I acquired a couple of Dell GX115's and got into one of them today.  I
couldn't get it to boot from a CD but the CD drive was behaving erratically
so I suspected it might be on the fritz.  I swapped it out and solved the
problem.  The first distro I tried in it was SAM
http://www.sam-linux.org/

I really liked Sam and it ran beautifully but I didn't try the 3D desktop
because the PC only had 256 MB of RAM.  Instead of trying another distro I
just clicked on the "Install" icon (on the live CD desktop) and installed
Sam to the hard drive.  Green isn't my favorite color so I installed my
wallpaper folder first thing to get rid of that.  I dropped in the CD with
my wallpaper folder on it and a CD drive icon appeared on the desktop.
 I right clicked on the icon and selected "Open" and it came up in a window.
Then, it was a simple matter to drag and drop the wallpaper folder to the
home folder, wait for the files to be transferred, right click on the icon
and
select "Unmount", right click on it again and select "Eject".

Mounting a removable USB drive was a real challenge in Debian (which Lee
had to help me with) but not so with Sam.  I plugged in my little 250 MB
USB drive and an icon appeared on the desktop with the name of
the drive showing (DONSTOY) I right clicked on the icon, selected "Open"
and it came up in a window.  I closed the window, right clicked on the icon,
selected "Unmount", unplugged the drive and the icon disappeared (I didn't
need anything from the drive, I just wanted to see if it too would
automount).

Sam is the XFce version of PCLinuxOS, our favorite Linux distro but the
minimum requirement for PCLinuxOS  is 700 MHz and, in my experience,
it's slow enough to be annoying at 800 MHz whereas Sam zipped right
along at 600 MHz.  I couldn't get the frozen bubbles game to work on
these computers and am wondering "what's up with that?" but everything
else seemed to work.

Of possible interest:

USB drives can cause problems when they're plugged in if there's any sort of
static charge on them.  For example, if you lay your USB on the desk under
your CRT monitor (which has internal high voltage fields), for even a few
seconds, it's almost certainly going to possess a static charge.  Here's how
you can prevent the static charge from causing you problems.

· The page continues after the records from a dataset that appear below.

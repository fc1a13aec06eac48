//! Signal: the output of the confirmation state machine.

use chrono::NaiveDateTime;
use serde::{Deserialize, Serialize};

/// Trade direction.
#[derive(Debug, Clone, Copy, PartialEq, Eq, Hash, Serialize, Deserialize)]
#[serde(rename_all = "SCREAMING_SNAKE_CASE")]
pub enum Direction {
    Buy,
    Sell,
}

impl Direction {
    pub fn opposite(self) -> Self {
        match self {
            Direction::Buy => Direction::Sell,
            Direction::Sell => Direction::Buy,
        }
    }

    /// +1 for BUY, -1 for SELL.
    pub fn sign(self) -> f64 {
        match self {
            Direction::Buy => 1.0,
            Direction::Sell => -1.0,
        }
    }

    pub fn as_str(self) -> &'static str {
        match self {
            Direction::Buy => "BUY",
            Direction::Sell => "SELL",
        }
    }
}

impl std::fmt::Display for Direction {
    fn fmt(&self, f: &mut std::fmt::Formatter<'_>) -> std::fmt::Result {
        f.write_str(self.as_str())
    }
}

/// In-pass resolution of a signal.
#[derive(Debug, Clone, Copy, PartialEq, Eq, Hash, Serialize, Deserialize)]
#[serde(rename_all = "SCREAMING_SNAKE_CASE")]
pub enum SignalResult {
    Open,
    Tp,
    Sl,
    CloseReverse,
}

impl SignalResult {
    pub fn as_str(self) -> &'static str {
        match self {
            SignalResult::Open => "OPEN",
            SignalResult::Tp => "TP",
            SignalResult::Sl => "SL",
            SignalResult::CloseReverse => "CLOSE_REVERSE",
        }
    }
}

/// A confirmed directional setup with entry, stop and target.
///
/// `confirm_index` is the bar whose predicate fired; `signal_index` is the
/// bar at which the confirmation became causally known. They differ when the
/// confirmation was found by retroactive replay.
#[derive(Debug, Clone, PartialEq, Serialize, Deserialize)]
pub struct Signal {
    pub direction: Direction,
    pub entry: f64,
    pub stop: f64,
    pub target: f64,
    /// Wave-1 extreme the case was confirmed against.
    pub wave1_extreme: f64,
    pub break_index: usize,
    pub break_time: NaiveDateTime,
    pub confirm_index: usize,
    pub confirm_time: NaiveDateTime,
    pub signal_index: usize,
    pub signal_time: NaiveDateTime,
    /// Bar where the wave condition moved the case into its retest phase.
    #[serde(default)]
    pub wave_confirm_time: Option<NaiveDateTime>,
    pub result: SignalResult,
    pub pnl_r: f64,
}

impl Signal {
    /// Distance from entry to stop. Positive for every emitted signal.
    pub fn risk(&self) -> f64 {
        (self.entry - self.stop) * self.direction.sign()
    }

    /// Distance from entry to target, in the trade direction.
    pub fn reward(&self) -> f64 {
        (self.target - self.entry) * self.direction.sign()
    }

    /// Planned reward:risk.
    pub fn planned_rr(&self) -> f64 {
        let risk = self.risk();
        if risk <= 0.0 {
            return 0.0;
        }
        self.reward() / risk
    }

    /// R-multiple of exiting at `price`.
    pub fn r_at(&self, price: f64) -> f64 {
        let risk = self.risk();
        if risk <= 0.0 {
            return 0.0;
        }
        (price - self.entry) * self.direction.sign() / risk
    }

    pub fn is_open(&self) -> bool {
        self.result == SignalResult::Open
    }
}
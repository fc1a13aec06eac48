//! Backtest runner: wires detection, filtering, outcome simulation and
//! statistics together.
//!
//! Two entry points:
//! - `run_pair()`: pure, takes an already loaded series. Used by sweeps and tests.
//! - `run_pairs()`: loads every configured pair from CSV, then runs each one.
//!   A pair that fails to load is reported, not fatal.

use chrono::NaiveDateTime;
use serde::{Deserialize, Serialize};
use thiserror::Error;
use tracing::{info, info_span};

use swingbreak_core::domain::{BarSeries, Signal};
use swingbreak_core::engine::run_detection;
use swingbreak_core::outcome::{simulate, ExitPolicy, TradeOutcome};
use swingbreak_core::timeframe::Timeframe;

use crate::breakdown::Breakdown;
use crate::config::{BacktestConfig, ConfigError};
use crate::data_loader::{dataset_hash, load_pairs, LoadError, PairFailure};
use crate::metrics::RMetrics;

/// Errors from the runner.
#[derive(Debug, Error)]
pub enum RunError {
    #[error("config error: {0}")]
    Config(#[from] ConfigError),
    #[error("data error: {0}")]
    Load(#[from] LoadError),
}

/// Current schema version for persisted artifacts.
pub const SCHEMA_VERSION: u32 = 1;

fn default_schema_version() -> u32 {
    SCHEMA_VERSION
}

/// Outcome of the higher-timeframe filter on one pair.
#[derive(Debug, Clone, Copy, Default, PartialEq, Eq, Serialize, Deserialize)]
pub struct HtfSummary {
    pub kept: usize,
    pub rejected: usize,
    /// Signals kept because no closed coarse bar had an EMA yet.
    pub no_data: usize,
}

/// Results of one exit policy.
#[derive(Debug, Clone, PartialEq, Serialize, Deserialize)]
pub struct PolicyReport {
    pub policy: ExitPolicy,
    pub label: String,
    pub metrics: RMetrics,
    pub breakdown: Breakdown,
    pub outcomes: Vec<TradeOutcome>,
}

/// Complete result for one pair.
#[derive(Debug, Clone, PartialEq, Serialize, Deserialize)]
pub struct PairReport {
    #[serde(default = "default_schema_version")]
    pub schema_version: u32,
    pub pair: String,
    pub timeframe: Timeframe,
    pub bar_count: usize,
    pub first_bar: Option<NaiveDateTime>,
    pub last_bar: Option<NaiveDateTime>,
    pub dataset_hash: String,
    pub swing_count: usize,
    pub break_count: usize,
    /// Signals before the HTF filter.
    pub raw_signal_count: usize,
    pub htf: Option<HtfSummary>,
    /// Signals the exit policies were simulated on.
    pub signals: Vec<Signal>,
    pub policies: Vec<PolicyReport>,
}

impl PairReport {
    pub fn policy(&self, label: &str) -> Option<&PolicyReport> {
        self.policies.iter().find(|p| p.label == label)
    }
}

/// Run one pair with pre-loaded data. No I/O.
pub fn run_pair(series: &BarSeries, config: &BacktestConfig) -> PairReport {
    let _span = info_span!("run_pair", pair = %series.symbol).entered();
    let bars = series.bars();
    let detection = run_detection(bars, &config.detector);
    let raw_signal_count = detection.signals.len();

    let (signals, htf) = match config.htf.filter() {
        Some(filter) => {
            let filtered = filter.apply(bars, &detection.signals);
            let summary = HtfSummary {
                kept: filtered.kept.len(),
                rejected: filtered.rejected,
                no_data: filtered.no_data,
            };
            (filtered.kept, Some(summary))
        }
        None => (detection.signals, None),
    };

    let policies: Vec<PolicyReport> = config
        .exits
        .iter()
        .map(|&policy| {
            let outcomes = simulate(bars, &signals, policy);
            PolicyReport {
                policy,
                label: policy.label(),
                metrics: RMetrics::compute(&outcomes),
                breakdown: Breakdown::compute(bars, &outcomes),
                outcomes,
            }
        })
        .collect();

    info!(
        bars = bars.len(),
        swings = detection.swings.len(),
        breaks = detection.breaks.len(),
        signals = signals.len(),
        rejected = htf.map_or(0, |h| h.rejected),
        "pair complete"
    );

    PairReport {
        schema_version: SCHEMA_VERSION,
        pair: series.symbol.clone(),
        timeframe: config.data.timeframe,
        bar_count: bars.len(),
        first_bar: series.first_time(),
        last_bar: series.last_time(),
        dataset_hash: dataset_hash(bars),
        swing_count: detection.swings.len(),
        break_count: detection.breaks.len(),
        raw_signal_count,
        htf,
        signals,
        policies,
    }
}

/// Reports for every pair that loaded, plus the ones that did not.
#[derive(Debug, Clone, Default)]
pub struct RunSummary {
    pub reports: Vec<PairReport>,
    pub failures: Vec<PairFailure>,
}

impl RunSummary {
    pub fn all_failed(&self) -> bool {
        self.reports.is_empty() && !self.failures.is_empty()
    }
}

/// Validate `config`, load its pairs and run each one in order.
pub fn run_pairs(config: &BacktestConfig) -> Result<RunSummary, RunError> {
    config.validate()?;
    let loaded = load_pairs(&config.data, &config.data.pairs)?;
    let reports = loaded
        .pairs
        .iter()
        .map(|p| run_pair(&p.series, config))
        .collect();
    Ok(RunSummary {
        reports,
        failures: loaded.failures,
    })
}

#[cfg(test)]
mod tests {
    use super::*;
    use swingbreak_core::data::{save_csv, synthetic_series};
    use swingbreak_core::engine::DetectorConfig;

    fn loose_config() -> BacktestConfig {
        BacktestConfig {
            detector: DetectorConfig {
                pivot_len: 3,
                impulse_mult: 0.0,
                break_mult: 0.0,
                ..DetectorConfig::default()
            },
            exits: vec![
                ExitPolicy::Full,
                ExitPolicy::Partial,
                ExitPolicy::Breakeven {
                    trigger_r: 1.0,
                    target_r: 2.0,
                },
            ],
            ..BacktestConfig::default()
        }
    }

    #[test]
    fn run_pair_reports_every_policy() {
        let series = synthetic_series("XAUUSD", 3_000, 11);
        let report = run_pair(&series, &loose_config());

        assert_eq!(report.schema_version, SCHEMA_VERSION);
        assert_eq!(report.pair, "XAUUSD");
        assert_eq!(report.bar_count, 3_000);
        assert!(report.swing_count >= 4);
        assert!(report.raw_signal_count > 0, "synthetic walk should produce signals");
        assert_eq!(report.signals.len(), report.raw_signal_count);
        assert!(report.htf.is_none());

        let labels: Vec<_> = report.policies.iter().map(|p| p.label.as_str()).collect();
        assert_eq!(labels, vec!["full", "partial", "be_1_2"]);
        for p in &report.policies {
            assert_eq!(p.outcomes.len(), report.signals.len());
            assert_eq!(p.metrics.trades, p.outcomes.len());
        }
        assert!(report.policy("full").is_some());
        assert!(report.policy("trail_1_0.5").is_none());
    }

    #[test]
    fn htf_filter_never_adds_signals() {
        let series = synthetic_series("EURUSD", 3_000, 5);
        let mut config = loose_config();
        config.htf.enabled = true;
        config.htf.ema_period = 5;
        let report = run_pair(&series, &config);

        let htf = report.htf.unwrap();
        assert_eq!(htf.kept, report.signals.len());
        assert_eq!(htf.kept + htf.rejected, report.raw_signal_count);
        assert!(htf.no_data <= htf.kept);
    }

    #[test]
    fn run_pairs_continues_past_missing_pair() {
        let dir = tempfile::tempdir().unwrap();
        save_csv(
            &synthetic_series("EURUSD", 1_000, 3),
            &dir.path().join("EURUSD_M5.csv"),
        )
        .unwrap();

        let mut config = loose_config();
        config.data.data_dir = dir.path().to_path_buf();
        config.data.pairs = vec!["XAUUSD".into(), "EURUSD".into()];

        let summary = run_pairs(&config).unwrap();
        assert_eq!(summary.reports.len(), 1);
        assert_eq!(summary.reports[0].pair, "EURUSD");
        assert_eq!(summary.failures.len(), 1);
        assert_eq!(summary.failures[0].pair, "XAUUSD");
        assert!(!summary.all_failed());
    }

    #[test]
    fn run_pairs_rejects_invalid_config() {
        let mut config = loose_config();
        config.detector.pivot_len = 0;
        assert!(matches!(run_pairs(&config), Err(RunError::Config(_))));
    }

    #[test]
    fn report_round_trips_through_json() {
        let series = synthetic_series("XAUUSD", 1_500, 2);
        let report = run_pair(&series, &loose_config());
        let json = serde_json::to_string(&report).unwrap();
        let back: PairReport = serde_json::from_str(&json).unwrap();
        assert_eq!(back.pair, report.pair);
        assert_eq!(back.signals.len(), report.signals.len());
        assert_eq!(back.dataset_hash, report.dataset_hash);
        assert_eq!(back.policies.len(), report.policies.len());
    }
}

Remove the cover from the front of your USB drive and grasp it gently, by
the metal case, between your thumb and hand while you touch your forefinger
to the metal chassis of your computer and hold your finger in place for a
few seconds.  This will dissipate the majority of whatever charge is present
through your finger.  Now regrasp the USB drive to plug it in but first
touch it's metal housing directly to the computer chassis to finish off any
residual charge.  Then quickly slide the drive into position and plug it in.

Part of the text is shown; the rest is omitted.